Ma il terrorismo, gli attentati dell’11 settembre 2001 non giustificano la necessità di difendersi? Lui, l’ufficiale scampato al disastro del fronte russo, è deciso nel giudizio: «No! Come ha ammonito il Papa, l’attentato alle torri gemelle non giustifica la guerra in Iraq». Si interrompe, il ricordo rivolto lontano: «E poi, in ogni caso, quanto dolore…».
Prosegue, indagando le ragioni: «Occorre domandarsi se, come temo, questo non è altro che un episodio di uno scontro molto maggiore. Gli attentati terroristici e le guerre in risposta sono passi drammatici, che possono portare a uno scontro epocale tra l’islam e la cristianità, come già si è verificato nella storia. Se così fosse ne verrebbe una somma di castigo veramente terribile».

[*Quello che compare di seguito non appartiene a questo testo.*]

use crate::interpreter::value::Value;

/// Evaluates `and`: both operands reduce to truthiness, the result is a
/// boolean. Both sides are already evaluated; Dakota does not
/// short-circuit.
#[must_use]
pub fn and(left: &Value, right: &Value) -> Value {
    Value::Bool(left.is_truthy() && right.is_truthy())
}

/// Evaluates `or` on the operands' truthiness.
#[must_use]
pub fn or(left: &Value, right: &Value) -> Value {
    Value::Bool(left.is_truthy() || right.is_truthy())
}
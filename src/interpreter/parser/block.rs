use crate::{
    ast::{NIL, NodeKind},
    interpreter::{
        lexer::TokenKind,
        parser::core::{ParseResult, Parser},
    },
};

impl Parser<'_> {
    /// Parses an indentation-delimited block.
    ///
    /// A block follows the `:` of its header and consists of a newline, an
    /// `INDENT`, one or more statements, and the matching `DEDENT`. Blank
    /// lines between statements are skipped.
    ///
    /// # Returns
    /// The arena index of the block node; its statements are linked as the
    /// block's children.
    pub(crate) fn parse_block(&mut self) -> ParseResult<u32> {
        let token = self.token_index();

        self.expect(&TokenKind::Newline, "newline after ':'")?;
        self.expect(&TokenKind::Indent, "indented block")?;

        let mut statements = Vec::new();
        while !self.check(&TokenKind::Dedent) && !self.at_end() {
            if self.eat(&TokenKind::Newline) {
                continue;
            }
            statements.push(self.parse_statement()?);
        }

        self.expect(&TokenKind::Dedent, "dedent to close block")?;

        let node = self.ast.push(NodeKind::Block { statements:      statements.first()
                                                                              .copied()
                                                                              .unwrap_or(NIL),
                                                   statement_count:
                                                       u32::try_from(statements.len()).unwrap_or(0), },
                                 token);
        for statement in statements {
            self.ast.add_child(node, statement);
        }
        Ok(node)
    }
}
use std::io::{BufRead, Write};

use crate::{
    error::RuntimeError,
    interpreter::{
        evaluator::core::{EvalResult, Interpreter},
        value::Value,
    },
};

impl Interpreter<'_> {
    /// `print(...)`: writes each argument's string form separated by
    /// spaces, followed by a newline. With no arguments it prints a blank
    /// line. Always returns `none`.
    pub(crate) fn print(&mut self, args: &[Value]) -> EvalResult<Value> {
        let rendered: Vec<String> = args.iter().map(ToString::to_string).collect();
        let line = rendered.join(" ");

        writeln!(self.output, "{line}").map_err(|e| RuntimeError::InvalidArgument { details: format!("print() failed to write output: {e}"), })?;

        Ok(Value::None)
    }

    /// `input(prompt?)`: reads one line from standard input, optionally
    /// printing a prompt first. The trailing newline is stripped.
    pub(crate) fn input(args: &[Value]) -> EvalResult<Value> {
        if args.len() > 1 {
            return Err(RuntimeError::ArityMismatch { name:     "input".to_string(),
                                                     expected: "0 or 1".to_string(),
                                                     found:    args.len(), });
        }

        if let Some(prompt) = args.first() {
            print!("{prompt}");
            let _ = std::io::stdout().flush();
        }

        let mut line = String::new();
        std::io::stdin()
            .lock()
            .read_line(&mut line)
            .map_err(|e| RuntimeError::InvalidArgument { details: format!("input() failed to read a line: {e}"), })?;

        while line.ends_with('\n') || line.ends_with('\r') {
            line.pop();
        }

        Ok(Value::Str(line))
    }
}
/// The lexer module tokenizes source code for further parsing.
///
/// The lexer reads the raw source text and produces a stream of tokens,
/// each corresponding to meaningful language elements such as numbers,
/// identifiers, operators, delimiters, and keywords. Block structure is
/// made explicit here: the offside rule turns indentation changes into
/// `INDENT` and `DEDENT` tokens.
///
/// # Responsibilities
/// - Converts the input character stream into tokens with type and source
///   location.
/// - Handles numeric and string literals, identifiers, and operators.
/// - Detects and enforces a consistent indentation discipline.
/// - Reports lexical errors for invalid or malformed input.
pub mod lexer;
/// The parser module builds the syntax tree from tokens.
///
/// The parser processes the token stream produced by the lexer and
/// constructs a flat, arena-allocated tree that represents the syntactic
/// structure of statements and expressions. This enables later phases to
/// analyze and execute user code without pointer chasing.
///
/// # Responsibilities
/// - Converts tokens into arena nodes (expressions, statements, blocks).
/// - Validates correct grammar and syntax, reporting errors with location
///   info and recovering at statement boundaries.
/// - Supports arithmetic, matrices, control flow, functions, and more.
pub mod parser;
/// The evaluator module executes syntax-tree nodes and computes results.
///
/// The evaluator traverses the arena, evaluates expressions and statements,
/// performs arithmetic and matrix operations, manages variable state, and
/// produces results. It is the core execution engine of the interpreter.
///
/// # Responsibilities
/// - Evaluates nodes, performing all supported operations.
/// - Handles variables, functions, closures, and control flow.
/// - Reports runtime errors such as division by zero or invalid operations.
pub mod evaluator;
/// The value module defines the runtime data types for evaluation.
///
/// This module declares all the value types used during interpretation:
/// integers, floats, strings, booleans, dense matrices, and `none`. It also
/// provides type conversion, truthiness, and the canonical display
/// formatting.
///
/// # Responsibilities
/// - Defines the `Value` enum and all supported value variants.
/// - Implements the matrix type and its linear algebra.
/// - Provides the fixed-point float formatting used by `print`.
pub mod value;
/// The environment module implements lexically nested scopes.
///
/// Environments map names to values and chain through parent references.
/// Closures keep their defining scope alive, so scopes are shared and
/// reference-counted.
///
/// # Responsibilities
/// - Defines the scope chain and its lookup, definition, and assignment
///   rules.
/// - Keeps captured scopes alive for as long as any closure references
///   them.
pub mod env;
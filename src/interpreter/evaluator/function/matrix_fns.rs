use crate::{
    error::RuntimeError,
    interpreter::{
        evaluator::core::EvalResult,
        value::{Matrix, Value},
    },
    util::num::i64_to_usize_checked,
};

/// Reads a non-negative matrix dimension from an integer argument.
fn dimension(value: &Value, what: &str) -> EvalResult<usize> {
    let n = value.as_integer()?;
    i64_to_usize_checked(n, RuntimeError::InvalidArgument { details: format!("{what} must be non-negative, got {n}"), })
}

/// `zeros(r, c)`: an `r × c` matrix of zeros.
///
/// # Example
/// ```
/// use dakota::interpreter::{evaluator::function::matrix_fns::zeros, value::Value};
///
/// let m = zeros(&[Value::Integer(2), Value::Integer(3)]).unwrap();
/// assert_eq!(m.to_string(), "[0,0,0;0,0,0]");
/// ```
pub fn zeros(args: &[Value]) -> EvalResult<Value> {
    let rows = dimension(&args[0], "Matrix dimensions")?;
    let cols = dimension(&args[1], "Matrix dimensions")?;
    Ok(Value::Matrix(Matrix::zeros(rows, cols)))
}

/// `ones(r, c)`: an `r × c` matrix of ones.
pub fn ones(args: &[Value]) -> EvalResult<Value> {
    let rows = dimension(&args[0], "Matrix dimensions")?;
    let cols = dimension(&args[1], "Matrix dimensions")?;
    Ok(Value::Matrix(Matrix::filled(rows, cols, 1.0)))
}

/// `eye(n)`: the `n × n` identity matrix.
pub fn eye(args: &[Value]) -> EvalResult<Value> {
    let n = dimension(&args[0], "Matrix size")?;
    Ok(Value::Matrix(Matrix::identity(n)))
}

/// `transpose(m)`: the functional form of `m.T`.
pub fn transpose(args: &[Value]) -> EvalResult<Value> {
    Ok(Value::Matrix(args[0].as_matrix()?.transpose()))
}

/// `determinant(m)`: the functional form of `m.d`.
pub fn determinant(args: &[Value]) -> EvalResult<Value> {
    Ok(Value::Float(args[0].as_matrix()?.determinant()?))
}

/// `inverse(m)`: the functional form of `m.I`.
pub fn inverse(args: &[Value]) -> EvalResult<Value> {
    Ok(Value::Matrix(args[0].as_matrix()?.inverse()?))
}

/// `range(n)`, `range(a, b)`, `range(a, b, s)`: a column vector of
/// integers, one value per row, suitable for `for` iteration.
///
/// One argument counts from zero; two arguments span `[a, b)`; three add a
/// step, which may be negative. A zero step is an error.
///
/// # Example
/// ```
/// use dakota::interpreter::{evaluator::function::matrix_fns::range, value::Value};
///
/// let r = range(&[Value::Integer(3)]).unwrap();
/// assert_eq!(r.to_string(), "[0;1;2]");
/// ```
#[allow(clippy::cast_precision_loss)]
pub fn range(args: &[Value]) -> EvalResult<Value> {
    let (start, stop, step) = match args {
        [stop] => (0, stop.as_integer()?, 1),
        [start, stop] => (start.as_integer()?, stop.as_integer()?, 1),
        [start, stop, step] => (start.as_integer()?, stop.as_integer()?, step.as_integer()?),
        _ => unreachable!(),
    };

    if step == 0 {
        return Err(RuntimeError::InvalidArgument { details:
                                                       "range() step must not be zero".to_string(), });
    }

    let mut data = Vec::new();
    let mut current = start;
    while (step > 0 && current < stop) || (step < 0 && current > stop) {
        data.push(current as f64);
        current = current.wrapping_add(step);
    }

    Ok(Value::Matrix(Matrix::column(data)))
}
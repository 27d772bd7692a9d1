use logos::Logos;

/// Represents a lexical token kind in Dakota source input.
///
/// A token is a minimal but meaningful unit of text produced by the lexer.
/// Most variants are recognized directly by the scanner; `Indent`, `Dedent`
/// and `Eof` are synthesized by the driver from line structure and never
/// match source text themselves.
#[derive(Logos, Debug, Clone, PartialEq)]
#[logos(extras = LexerExtras)]
#[logos(skip r"[ \t\r\f]+")]
pub enum TokenKind {
    /// Float literal tokens, such as `3.14` or `2.5e-3`. Digits are required
    /// on both sides of the decimal point.
    #[regex(r"[0-9]+\.[0-9]+([eE][+-]?[0-9]+)?", parse_float)]
    Float(f64),
    /// Integer literal tokens, such as `42`.
    #[regex(r"[0-9]+", parse_integer)]
    Integer(i64),
    /// String literal tokens, with C-style escapes decoded.
    #[regex(r#""([^"\\]|\\.)*""#, parse_string)]
    Str(String),
    /// Boolean literal tokens: `true` or `false`.
    #[token("true", |_| true)]
    #[token("false", |_| false)]
    Bool(bool),
    /// `if`
    #[token("if")]
    If,
    /// `else`
    #[token("else")]
    Else,
    /// `elif`
    #[token("elif")]
    Elif,
    /// `while`
    #[token("while")]
    While,
    /// `for`
    #[token("for")]
    For,
    /// `in`
    #[token("in")]
    In,
    /// `function`
    #[token("function")]
    Function,
    /// `return`
    #[token("return")]
    Return,
    /// `and`
    #[token("and")]
    And,
    /// `or`
    #[token("or")]
    Or,
    /// `not`
    #[token("not")]
    Not,
    /// `mult`, the matrix-multiplication operator.
    #[token("mult")]
    MatMul,
    /// Identifier tokens; variable or function names such as `x` or `rotate`.
    #[regex(r"[a-zA-Z_][a-zA-Z0-9_]*", |lex| lex.slice().to_string())]
    Identifier(String),
    /// `\ comments`, running to the end of the line.
    #[regex(r"\\[^\n]*", parse_comment)]
    Comment(String),
    /// `+`
    #[token("+")]
    Plus,
    /// `-`
    #[token("-")]
    Minus,
    /// `**`
    #[token("**")]
    Power,
    /// `*`
    #[token("*")]
    Star,
    /// `/`
    #[token("/")]
    Slash,
    /// `%`
    #[token("%")]
    Percent,
    /// `=`
    #[token("=")]
    Assign,
    /// `==`
    #[token("==")]
    Equal,
    /// `!=`
    #[token("!=")]
    NotEqual,
    /// `<=`
    #[token("<=")]
    LessEqual,
    /// `<`
    #[token("<")]
    Less,
    /// `>=`
    #[token(">=")]
    GreaterEqual,
    /// `>`
    #[token(">")]
    Greater,
    /// `(`
    #[token("(")]
    LParen,
    /// `)`
    #[token(")")]
    RParen,
    /// `[`
    #[token("[")]
    LBracket,
    /// `]`
    #[token("]")]
    RBracket,
    /// `{`
    #[token("{")]
    LBrace,
    /// `}`
    #[token("}")]
    RBrace,
    /// `,`
    #[token(",")]
    Comma,
    /// `;`, the matrix row separator.
    #[token(";")]
    Semicolon,
    /// `:`
    #[token(":")]
    Colon,
    /// `.`
    #[token(".")]
    Dot,
    /// End of a logical line. The scanner consumes the following
    /// indentation run together with the newline so the driver can measure
    /// it in one slice.
    #[regex(r"\n[ \t]*", newline_callback)]
    Newline,
    /// Block opening, synthesized by the driver.
    Indent,
    /// Block closing, synthesized by the driver.
    Dedent,
    /// End of input, synthesized by the driver.
    Eof,
}

impl TokenKind {
    /// Produces a short human-readable description for error messages.
    #[must_use]
    pub fn describe(&self) -> String {
        match self {
            Self::Float(value) => format!("float literal '{value}'"),
            Self::Integer(value) => format!("integer literal '{value}'"),
            Self::Str(_) => "string literal".to_string(),
            Self::Bool(value) => format!("'{value}'"),
            Self::Identifier(name) => format!("identifier '{name}'"),
            Self::Comment(_) => "comment".to_string(),
            Self::If => "'if'".to_string(),
            Self::Else => "'else'".to_string(),
            Self::Elif => "'elif'".to_string(),
            Self::While => "'while'".to_string(),
            Self::For => "'for'".to_string(),
            Self::In => "'in'".to_string(),
            Self::Function => "'function'".to_string(),
            Self::Return => "'return'".to_string(),
            Self::And => "'and'".to_string(),
            Self::Or => "'or'".to_string(),
            Self::Not => "'not'".to_string(),
            Self::MatMul => "'mult'".to_string(),
            Self::Plus => "'+'".to_string(),
            Self::Minus => "'-'".to_string(),
            Self::Power => "'**'".to_string(),
            Self::Star => "'*'".to_string(),
            Self::Slash => "'/'".to_string(),
            Self::Percent => "'%'".to_string(),
            Self::Assign => "'='".to_string(),
            Self::Equal => "'=='".to_string(),
            Self::NotEqual => "'!='".to_string(),
            Self::LessEqual => "'<='".to_string(),
            Self::Less => "'<'".to_string(),
            Self::GreaterEqual => "'>='".to_string(),
            Self::Greater => "'>'".to_string(),
            Self::LParen => "'('".to_string(),
            Self::RParen => "')'".to_string(),
            Self::LBracket => "'['".to_string(),
            Self::RBracket => "']'".to_string(),
            Self::LBrace => "'{'".to_string(),
            Self::RBrace => "'}'".to_string(),
            Self::Comma => "','".to_string(),
            Self::Semicolon => "';'".to_string(),
            Self::Colon => "':'".to_string(),
            Self::Dot => "'.'".to_string(),
            Self::Newline => "end of line".to_string(),
            Self::Indent => "indentation".to_string(),
            Self::Dedent => "dedentation".to_string(),
            Self::Eof => "end of input".to_string(),
        }
    }

    /// Returns `true` for token kinds whose lexeme begins with one of the
    /// line-continuation characters `+ - * / = , .`.
    ///
    /// A line whose first token is one of these continues the previous line:
    /// neither a `NEWLINE` nor any indentation tokens are emitted for it.
    #[must_use]
    pub const fn continues_line(&self) -> bool {
        matches!(self,
                 Self::Plus
                 | Self::Minus
                 | Self::Star
                 | Self::Power
                 | Self::Slash
                 | Self::Assign
                 | Self::Equal
                 | Self::Comma
                 | Self::Dot)
    }
}

/// A token together with its 1-based source position.
#[derive(Debug, Clone, PartialEq)]
pub struct Token {
    /// The token kind and any decoded literal value.
    pub kind:   TokenKind,
    /// 1-based source line.
    pub line:   usize,
    /// 1-based source column.
    pub column: usize,
}

/// Additional information carried by the scanner during tokenization.
///
/// Tracks the current line number and the byte offset of the current line's
/// first character, from which token columns are derived.
#[derive(Default)]
pub struct LexerExtras {
    /// The current line number in the source being tokenized.
    pub line:       usize,
    /// Byte offset of the first character of the current line.
    pub line_start: usize,
}

/// Parses a floating-point literal from the current token slice.
fn parse_float(lex: &mut logos::Lexer<TokenKind>) -> Option<f64> {
    lex.slice().parse().ok()
}

/// Parses an integer literal from the current token slice.
fn parse_integer(lex: &mut logos::Lexer<TokenKind>) -> Option<i64> {
    lex.slice().parse().ok()
}

/// Decodes a string literal, resolving escape sequences.
///
/// `\n`, `\t`, `\r`, `\\` and `\"` decode to their usual characters; any
/// other escaped character yields that character literally. Interior
/// newlines are counted so position tracking stays accurate.
fn parse_string(lex: &mut logos::Lexer<TokenKind>) -> String {
    let slice = lex.slice();

    if let Some(last_newline) = slice.rfind('\n') {
        lex.extras.line += slice.matches('\n').count();
        lex.extras.line_start = lex.span().start + last_newline + 1;
    }

    decode_escapes(&slice[1..slice.len() - 1])
}

/// Extracts the comment text following the `\` sigil.
fn parse_comment(lex: &mut logos::Lexer<TokenKind>) -> String {
    lex.slice()[1..].to_string()
}

/// Advances the line counter past a newline and records where the new line
/// begins. The trailing indentation run stays part of the slice for the
/// driver to measure.
fn newline_callback(lex: &mut logos::Lexer<TokenKind>) {
    lex.extras.line += 1;
    lex.extras.line_start = lex.span().start + 1;
}

fn decode_escapes(text: &str) -> String {
    let mut decoded = String::with_capacity(text.len());
    let mut chars = text.chars();

    while let Some(c) = chars.next() {
        if c != '\\' {
            decoded.push(c);
            continue;
        }
        match chars.next() {
            Some('n') => decoded.push('\n'),
            Some('t') => decoded.push('\t'),
            Some('r') => decoded.push('\r'),
            Some(other) => decoded.push(other),
            None => decoded.push('\\'),
        }
    }

    decoded
}
#[derive(Debug, Clone, PartialEq, Eq)]
/// Represents all errors that can be raised while executing a program.
///
/// Runtime errors are raised from value-level operations, which do not track
/// source positions; they unwind evaluation to the interpreter entry point.
pub enum RuntimeError {
    /// An operator was applied to operands it is not defined for.
    TypeMismatch {
        /// Details about the offending operation.
        details: String,
    },
    /// Attempted division by zero.
    DivisionByZero,
    /// Attempted modulo by zero.
    ModuloByZero,
    /// Tried to read a variable that has never been bound.
    UndefinedVariable {
        /// The name of the variable.
        name: String,
    },
    /// Called a function that is neither built in nor user defined.
    UndefinedFunction {
        /// The name of the function.
        name: String,
    },
    /// The wrong number of arguments was supplied to a function.
    ArityMismatch {
        /// The name of the function.
        name:     String,
        /// A description of the accepted argument count.
        expected: String,
        /// The number of arguments actually supplied.
        found:    usize,
    },
    /// A row index was outside the matrix.
    IndexOutOfBounds {
        /// The requested index.
        index: i64,
        /// The number of rows in the matrix.
        rows:  usize,
    },
    /// Two matrices had shapes that do not fit the requested operation.
    DimensionMismatch {
        /// The operation that was attempted.
        operation: String,
    },
    /// A square matrix was required.
    NonSquareMatrix {
        /// The operation that was attempted.
        operation: String,
    },
    /// The matrix has no inverse.
    SingularMatrix,
    /// A `for` loop was given something other than a matrix to iterate.
    NonMatrixIterable,
    /// Member access used a name the value does not provide.
    UnknownMember {
        /// The member name.
        member: String,
    },
    /// A built-in function received an argument it cannot work with.
    InvalidArgument {
        /// Details about why the argument is invalid.
        details: String,
    },
    /// A sibling chain in the syntax tree exceeded the traversal bound.
    CorruptSyntaxTree,
}

impl std::fmt::Display for RuntimeError {
    fn fmt(&self, f: &mut std::fmt::Formatter<'_>) -> std::fmt::Result {
        write!(f, "Runtime Error: ")?;

        match self {
            Self::TypeMismatch { details } => write!(f, "{details}"),
            Self::DivisionByZero => write!(f, "Division by zero"),
            Self::ModuloByZero => write!(f, "Modulo by zero"),
            Self::UndefinedVariable { name } => write!(f, "Undefined variable '{name}'"),
            Self::UndefinedFunction { name } => write!(f, "Undefined function '{name}'"),
            Self::ArityMismatch { name,
                                  expected,
                                  found, } => {
                write!(f, "Function '{name}' expects {expected} argument(s), got {found}")
            },
            Self::IndexOutOfBounds { index, rows } => {
                write!(f, "Matrix index {index} out of bounds for {rows} row(s)")
            },
            Self::DimensionMismatch { operation } => {
                write!(f, "Matrix dimensions don't match for {operation}")
            },
            Self::NonSquareMatrix { operation } => {
                write!(f, "{operation} requires a square matrix")
            },
            Self::SingularMatrix => write!(f, "Matrix is singular (not invertible)"),
            Self::NonMatrixIterable => write!(f, "For loop requires a matrix to iterate over"),
            Self::UnknownMember { member } => {
                write!(f, "Unknown member '{member}' for this type")
            },
            Self::InvalidArgument { details } => write!(f, "{details}"),
            Self::CorruptSyntaxTree => write!(f, "Syntax tree is corrupted"),
        }
    }
}

impl std::error::Error for RuntimeError {}
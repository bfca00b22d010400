//! Square rings of chunk slots around a window origin.
//!
//! A [`RenderArea`] of view distance `s` covers the `(2s + 1)^2` relative
//! cells `[-s, s] x [-s, s]`, split into `s + 1` [`RenderLoop`]s. Loop `i`
//! holds exactly the cells whose Chebyshev distance from the centre is `i`.
//! Slots store [`ChunkKey`]s; the chunks themselves live elsewhere.

use ahash::AHashMap;
use tilestream_common::{ChunkKey, ChunkOrigin};

/// One square ring of chunk slots at a fixed Chebyshev distance.
#[derive(Debug, Clone)]
pub struct RenderLoop {
    /// Ring radius
    size: u32,
    /// Slot contents keyed by relative coordinate
    chunks: AHashMap<ChunkOrigin, Option<ChunkKey>>,
    /// Perimeter cells in ascending id order
    cells: Vec<ChunkOrigin>,
}

impl RenderLoop {
    /// Creates a ring of radius `size` with every perimeter slot empty.
    #[must_use]
    pub fn new(size: u32) -> Self {
        let bounds = size as i32;
        let mut cells = Vec::with_capacity(Self::perimeter_len(size));

        if size == 0 {
            cells.push(ChunkOrigin::ZERO);
        } else {
            for x in -bounds..=bounds {
                cells.push(ChunkOrigin::new(x, bounds));
                cells.push(ChunkOrigin::new(x, -bounds));
            }
            for y in (-bounds + 1)..bounds {
                cells.push(ChunkOrigin::new(bounds, y));
                cells.push(ChunkOrigin::new(-bounds, y));
            }
        }
        cells.sort_unstable();

        let chunks = cells.iter().map(|&cell| (cell, None)).collect();
        Self {
            size,
            chunks,
            cells,
        }
    }

    /// Number of cells on the perimeter of a ring with this radius.
    #[must_use]
    pub const fn perimeter_len(size: u32) -> usize {
        if size == 0 {
            1
        } else {
            8 * size as usize
        }
    }

    /// Returns the ring radius.
    #[must_use]
    pub const fn size(&self) -> u32 {
        self.size
    }

    /// Returns the number of slots on this ring.
    #[must_use]
    pub fn len(&self) -> usize {
        self.cells.len()
    }

    /// Always false: every ring has at least one slot.
    #[must_use]
    pub fn is_empty(&self) -> bool {
        self.cells.is_empty()
    }

    /// Checks whether a relative coordinate lies on this ring.
    #[must_use]
    pub fn contains(&self, relative: ChunkOrigin) -> bool {
        relative.chebyshev_len() == self.size
    }

    /// Returns the chunk at a relative coordinate.
    ///
    /// Coordinates off this ring return `None`.
    #[must_use]
    pub fn get_chunk(&self, x: i32, y: i32) -> Option<ChunkKey> {
        let relative = ChunkOrigin::new(x, y);
        if !self.contains(relative) {
            return None;
        }
        self.chunks.get(&relative).copied().flatten()
    }

    /// Writes a slot. Coordinates off this ring are ignored.
    pub fn set_chunk(&mut self, x: i32, y: i32, chunk: Option<ChunkKey>) {
        let relative = ChunkOrigin::new(x, y);
        if !self.contains(relative) {
            return;
        }
        if let Some(slot) = self.chunks.get_mut(&relative) {
            *slot = chunk;
        }
    }

    /// Iterates over the ring's slots in ascending id order.
    pub fn iter(&self) -> impl Iterator<Item = (ChunkOrigin, Option<ChunkKey>)> + '_ {
        self.cells
            .iter()
            .map(|cell| (*cell, self.chunks.get(cell).copied().flatten()))
    }
}

/// The full square window: rings of radius `0..=view_distance`.
#[derive(Debug, Clone)]
pub struct RenderArea {
    loops: Vec<RenderLoop>,
}

impl RenderArea {
    /// Creates an empty window with the given view distance.
    #[must_use]
    pub fn new(view_distance: u32) -> Self {
        Self {
            loops: (0..=view_distance).map(RenderLoop::new).collect(),
        }
    }

    /// Returns the view distance (radius of the outermost ring).
    #[must_use]
    pub fn view_distance(&self) -> u32 {
        (self.loops.len() - 1) as u32
    }

    /// Returns the rings, innermost first.
    #[must_use]
    pub fn loops(&self) -> &[RenderLoop] {
        &self.loops
    }

    /// Total number of slots in the window.
    #[must_use]
    pub fn cell_count(&self) -> usize {
        self.loops.iter().map(RenderLoop::len).sum()
    }

    /// Number of slots currently holding a chunk.
    #[must_use]
    pub fn occupied(&self) -> usize {
        self.iter().filter(|(_, chunk)| chunk.is_some()).count()
    }

    fn ring_index(x: i32, y: i32) -> usize {
        ChunkOrigin::new(x, y).chebyshev_len() as usize
    }

    /// Returns the chunk at a relative coordinate, `None` outside the window.
    #[must_use]
    pub fn get_chunk(&self, x: i32, y: i32) -> Option<ChunkKey> {
        self.loops
            .get(Self::ring_index(x, y))
            .and_then(|ring| ring.get_chunk(x, y))
    }

    /// Writes a slot. Coordinates outside the window are ignored.
    pub fn set_chunk(&mut self, x: i32, y: i32, chunk: Option<ChunkKey>) {
        if let Some(ring) = self.loops.get_mut(Self::ring_index(x, y)) {
            ring.set_chunk(x, y, chunk);
        }
    }

    /// Takes the chunk out of a slot, leaving it empty.
    pub fn take_chunk(&mut self, x: i32, y: i32) -> Option<ChunkKey> {
        let chunk = self.get_chunk(x, y);
        self.set_chunk(x, y, None);
        chunk
    }

    /// Iterates over every slot, ring by ring from the centre outwards.
    pub fn iter(&self) -> impl Iterator<Item = (ChunkOrigin, Option<ChunkKey>)> + '_ {
        self.loops.iter().flat_map(|ring| ring.iter())
    }
}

È trascorsa una vita da quando, giovane ufficiale di artiglieria, conosceva il dramma del secondo conflitto mondiale; il suo giudizio sulla guerra, passato al vaglio dell’esperienza e delle riflessioni di un’intera esistenza, però, è rimasto il medesimo di allora. E per il resto, in che cosa è cambiato Eugenio Corti dal tempo in cui, congedato dopo cinque anni al fronte, stendeva il diario della ritirata di Russia?
Lo scrittore socchiude gli occhi azzurri, lo sguardo acuto da sempre avvezzo a indagare la realtà scruta attraverso il tempo. Già, il tempo che passa: «Gli anni della nostra vita sono settanta, ottanta per i più robusti…», recita il salmo 89. E lui sa bene di essere tra i più robusti, tra i privilegiati a cui è dato di vedere lontano e di indicare la via: «Quello che forse è caratteristico, nel mio percorso, è che non ho mai cambiato di indirizzo. Ho fatto molte scoperte, ho avuto modo di compiere approfondimenti notevoli, ho commesso tanti errori – come chiunque – ma non ho mai dovuto cambiare qualcosa di fondamentale nella visione della realtà e nel modo di vivere. Considerando la mia vita osservo che la visione di partenza, quella cristiana, era giusta».
Il tempo presente, vissuto con intensità e insopprimibile volontà di comprendere, si intreccia con l’eterno che, solo, dà significato e consistenza ai giorni che passano. Il cammino di Eugenio Corti parte dalla promessa rivolta alla Madonna nella notte di Natale del 1942, durante la ritirata di Russia: ancora non aveva 22 anni e, attanagliato dal gelo e dalla morte, decise che avrebbe impegnato il proprio futuro nella costruzione del Regno di Dio. E oggi, dopo che la vita ha radicato e fatto fiorire quella promessa, che cosa vorrebbe si dicesse di lui? Lo scrittore dalla misura narrativa ricca e vigorosa, si limita all’essenziale, cioè a quello che conta, e risponde: «Ha combattuto per il Regno». Poi considera: «Certo non è che ho combattuto molto bene, però tutto ciò che ho fatto l’ho fatto per il Regno…».
E ancora, dato che la battaglia non è conclusa, c’è la scrivania ingombra di testi di storia romana, dei fogli corretti e ricorretti del Catone accanto alla fila delle matite ben temperate e là, sugli scaffali del suo studio, i progetti per quei racconti che proprio occorre scrivere…
Che cosa attende, che cosa spera Eugenio Corti in questi giorni buoni di pacata operosità? «Per la nostra cultura, per la vita del mondo, attendo che si attui la seconda fase della visione di sant’Agostino, secondo cui nel mondo si alterna la prevalenza di città terrena e città celeste. Ecco, in questa fase di pieno prevalere della città terrena, spero che arrivi presto la prevalenza della città celeste. Per quello che riguarda me, attendo la misericordia di Dio».